The book on the new Attorney General

Posted by Tim Tagaris

I saw some people ask "downthread" about the potential new Attorney General.  His name, if confirmed, is Alberto Gonzales.

The Associated Press reports that Gonzales served as Bush's general counsel when the President was Governor of Texas.  He then went on to become the Secretary of State in Texas and eventually found his way to the Texas Supreme Court.

So far it might not sound so troublesome, but read on.

Gonzales, unfortunately, is a public supporter of detaining "terror" suspects for extended periods of time without access to the courts or even representation.  He is also an aspiring an "author."  His most famous recent body of work was the famous 2002 memo "in which Bush claimed the right to waive anti-torture law and international treateies providing protections to prisoners of war."  

Jesse from Pandagon notes Gonzales argued the Geneva Conventions are "quaint" and "oudated." 

Oh, and he was a partner in the law firm that represented Enron.

Steve Soto has the last word on Gonzales:

"Given how shocked various GOP senators were in seeing what transpired at Abu Ghraib, and knowing how upset even John Warner is at being stonewalled by the Pentagon and the White House over his requests for information on Abu Ghraib, it's easy to see how the Democrats can form alliances with GOP moderates to strongly fight any Gonzales nomination to the highest law enforcement post in the land. If John Warner and Lindsey Graham are that concerned about the Abu Ghraib debacle, and if John McCain shares Colin Powell's revulsion at the trashing of the Geneva Convention protocols and what it means for American POWs from here on out, how can any of these three vote for the architect of that legal doctrine to be our AG?"

Ok I lied, I have the last word.  To me, this is a pretty transparent move to expand a Latino base for the Republicans.  Sure, it helps that Gonzales and the President share the core principles of lack of due process and torture in the best interests of our country, but that's just an added bonus.

I find it ironic that this comes on the heels of an announcement by the White House, expressing the desire to legalize some illegal aliens.

Message amplification reveals itself in many forms.  Color me a skeptic.


Update 2:40 P.M. - Here is a .pdf LINK to the memo Gonzales sent to the President.  The one where he calls the Geneva Conventions, "quaint" and "outdated."

It should also be noted that CNN reported that Gonzles once got President George W. Bush out of jury duty (obviously before he was President).  The reason CNN gave was so that Bush didn't have to answer that "one simple question."  Just how many times have you been arrested?

Posted at 01:13 PM in General | Technorati


Gonzales presents a serious problem for the Dems. if they reject him, it'll hurt them with the Hispanic population. They have to accept him, unfortunately.

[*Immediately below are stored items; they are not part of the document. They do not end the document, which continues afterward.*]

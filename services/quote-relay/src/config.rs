//! Configuration for the quote relay

use crate::error::RelayError;
use crate::state::OutboundSettings;
use serde::Deserialize;
use std::path::Path;
use std::time::Duration;
use types::numeric::MAX_DISPLAY_DP;

/// Quote relay configuration
#[derive(Debug, Clone, Deserialize)]
pub struct RelayConfig {
    /// WebSocket server configuration
    pub server: ServerConfig,
    /// Upstream quote feed and presentation settings
    pub data_source: DataSourceConfig,
    /// Sample store connection
    pub postgres: PostgresConfig,
    #[serde(default)]
    pub logging: LoggingConfig,
}

/// HTTP server configuration
#[derive(Debug, Clone, Deserialize)]
pub struct ServerConfig {
    pub host: String,
    pub port: u16,
    /// Frames buffered per client before it is disconnected
    #[serde(default = "default_send_queue_capacity")]
    pub send_queue_capacity: usize,
    /// Per-delivery timeout in seconds
    #[serde(default = "default_send_timeout")]
    pub send_timeout: u64,
}

/// Upstream feed configuration
#[derive(Debug, Clone, Deserialize)]
pub struct DataSourceConfig {
    /// Quote feed URL
    pub url: String,
    /// Polling cadence in seconds
    pub refresh_rate: u64,
    /// Decimal places used when sending values to clients
    pub decimals: u32,
    /// Instruments seeded into the catalog at startup
    pub symbols: Vec<String>,
    /// Lookback window for the on-subscribe history, in minutes
    #[serde(default = "default_history_minutes")]
    pub history_minutes: u64,
    /// Upstream request timeout in seconds
    #[serde(default = "default_request_timeout")]
    pub request_timeout: u64,
}

/// PostgreSQL connection settings
#[derive(Debug, Clone, Deserialize)]
pub struct PostgresConfig {
    pub host: String,
    pub port: u16,
    pub user: String,
    pub password: String,
    pub database: String,
    #[serde(default = "default_max_connections")]
    pub max_connections: u32,
    /// Maximum lifetime of a pooled connection in seconds
    #[serde(default = "default_pool_recycle")]
    pub pool_recycle: u64,
}

#[derive(Debug, Clone, Deserialize)]
pub struct LoggingConfig {
    #[serde(default = "default_log_level")]
    pub level: String,
}

impl Default for LoggingConfig {
    fn default() -> Self {
        Self {
            level: default_log_level(),
        }
    }
}

/// One year; longer lookbacks are rejected at load time.
pub const MAX_HISTORY_MINUTES: u64 = 60 * 24 * 365;

fn default_send_queue_capacity() -> usize {
    64
}

fn default_send_timeout() -> u64 {
    5
}

fn default_history_minutes() -> u64 {
    30
}

fn default_request_timeout() -> u64 {
    10
}

fn default_max_connections() -> u32 {
    5
}

fn default_pool_recycle() -> u64 {
    3600
}

fn default_log_level() -> String {
    "info".to_string()
}

impl RelayConfig {
    /// Load configuration from a file, then apply `RELAY__SECTION__KEY`
    /// environment overrides.
    pub fn from_file(path: impl AsRef<Path>) -> Result<Self, RelayError> {
        let settings = config::Config::builder()
            .add_source(config::File::from(path.as_ref()))
            .add_source(
                config::Environment::with_prefix("RELAY")
                    .prefix_separator("__")
                    .separator("__")
                    .list_separator(",")
                    .with_list_parse_key("data_source.symbols")
                    .try_parsing(true),
            )
            .build()?;

        let config: Self = settings.try_deserialize()?;
        config.validate()?;
        Ok(config)
    }

    /// Reject settings the relay cannot run with.
    pub fn validate(&self) -> Result<(), RelayError> {
        if self.data_source.refresh_rate == 0 {
            return Err(RelayError::Config(
                "data_source.refresh_rate must be positive".into(),
            ));
        }
        if self.data_source.symbols.is_empty() {
            return Err(RelayError::Config(
                "data_source.symbols must list at least one instrument".into(),
            ));
        }
        if self.data_source.decimals > MAX_DISPLAY_DP {
            return Err(RelayError::Config(format!(
                "data_source.decimals must be at most {}",
                MAX_DISPLAY_DP
            )));
        }
        if self.data_source.history_minutes > MAX_HISTORY_MINUTES {
            return Err(RelayError::Config(format!(
                "data_source.history_minutes must be at most {}",
                MAX_HISTORY_MINUTES
            )));
        }
        if self.server.send_queue_capacity == 0 || self.server.send_timeout == 0 {
            return Err(RelayError::Config(
                "server.send_queue_capacity and server.send_timeout must be positive".into(),
            ));
        }
        Ok(())
    }

    /// Get server address
    pub fn server_address(&self) -> String {
        format!("{}:{}", self.server.host, self.server.port)
    }
}

impl ServerConfig {
    pub fn outbound(&self) -> OutboundSettings {
        OutboundSettings {
            queue_capacity: self.send_queue_capacity,
            send_timeout: Duration::from_secs(self.send_timeout),
        }
    }
}

impl DataSourceConfig {
    pub fn cadence(&self) -> Duration {
        Duration::from_secs(self.refresh_rate)
    }

    pub fn history_window(&self) -> Duration {
        Duration::from_secs(self.history_minutes.saturating_mul(60))
    }

    pub fn request_timeout(&self) -> Duration {
        Duration::from_secs(self.request_timeout)
    }
}

impl PostgresConfig {
    pub fn connect_url(&self) -> String {
        format!(
            "postgresql://{}:{}@{}:{}/{}",
            self.user, self.password, self.host, self.port, self.database
        )
    }

    pub fn max_lifetime(&self) -> Duration {
        Duration::from_secs(self.pool_recycle)
    }
}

Posted by: erg at November 10, 2004 02:10 PM | Permalink | Edit Comment | Delete Comment

The fact that Gonzales is a Hispanic will mean nothing. He's just as controversial as Ashcroft was, and in fact several GOP senators have spoken out against the government's policies torture which Gonzales wrote. I doubt he will get Bush much, if any, support among Hispanics.

Posted by: Dale at November 10, 2004 05:18 PM | Permalink | Edit Comment | Delete Comment

government's policies on torture

Posted by: Dale at November 10, 2004 05:20 PM | Permalink | Edit Comment | Delete Comment

Don't you guys see it? Dems have been bleeding hispanic support:

In '96 Dole only got 21% of the Hispanic vote. In 2000 Bush, a republican governor popular with Hispanic Texans, is nominated and he grows that support to 35%. And this year Bush got 44% of the hispanic vote.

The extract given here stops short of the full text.